◆ Exercise objective
A word-for-word restatement of the full listing is required.

◆ Data to examine

/// Wire the store, session codec and sync backend from configuration.
///
/// Postgres is used when `use_persistent_stores` is set; otherwise everything
/// lives in memory for the lifetime of the process.
pub async fn build_services(config: &ApiConfig) -> anyhow::Result<AppServices> {
    let store: Arc<dyn PlatformStore> = if config.use_persistent_stores {
        let database_url = config
            .database_url
            .as_deref()
            .context("DATABASE_URL must be set when USE_PERSISTENT_STORES=true")?;
        let pool = PgPool::connect(database_url)
            .await
            .context("failed to connect to Postgres")?;
        let store = PostgresStore::new(pool);
        store.migrate().await.context("failed to apply database schema")?;
        tracing::info!("using Postgres stores");
        Arc::new(store)
    } else {
        tracing::info!("using in-memory stores");
        Arc::new(InMemoryStore::new())
    };

    let sessions = Arc::new(SessionCodec::new(config.jwt_secret.as_bytes(), config.session_ttl));
    let remote = Arc::new(UnintegratedRemote::new(config.sync_delay));
    let services = AppServices::new(store, sessions, remote, config.cookie_secure);

    if let Some(seed) = &config.admin_seed {
        services
            .seed_admin(seed)
            .await
            .context("failed to seed admin account")?;
    }
    Ok(services)
}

◆ Output
/// Wire the store, session codec and sync backend from configuration.
///
/// Postgres is used when `use_persistent_stores` is set; otherwise everything
/// lives in memory for the lifetime of the process.
pub async fn build_services(config: &ApiConfig) -> anyhow::Result<AppServices> {
    let store: Arc<dyn PlatformStore> = if config.use_persistent_stores {
        let database_url = config
            .database_url
            .as_deref()
            .context("DATABASE_URL must be set when USE_PERSISTENT_STORES=true")?;
        let pool = PgPool::connect(database_url)
            .await
            .context("failed to connect to Postgres")?;
        let store = PostgresStore::new(pool);
        store.migrate().await.context("failed to apply database schema")?;
        tracing::info!("using Postgres stores");
        Arc::new(store)
    } else {
        tracing::info!("using in-memory stores");
        Arc::new(InMemoryStore::new())
    };

    let sessions = Arc::new(SessionCodec::new(config.jwt_secret.as_bytes(), config.session_ttl));
    let remote = Arc::new(UnintegratedRemote::new(config.sync_delay));
    let services = AppServices::new(store, sessions, remote, config.cookie_secure);

    if let Some(seed) = &config.admin_seed {
        services
            .seed_admin(seed)
            .await
            .context("failed to seed admin account")?;
    }
    Ok(services)
}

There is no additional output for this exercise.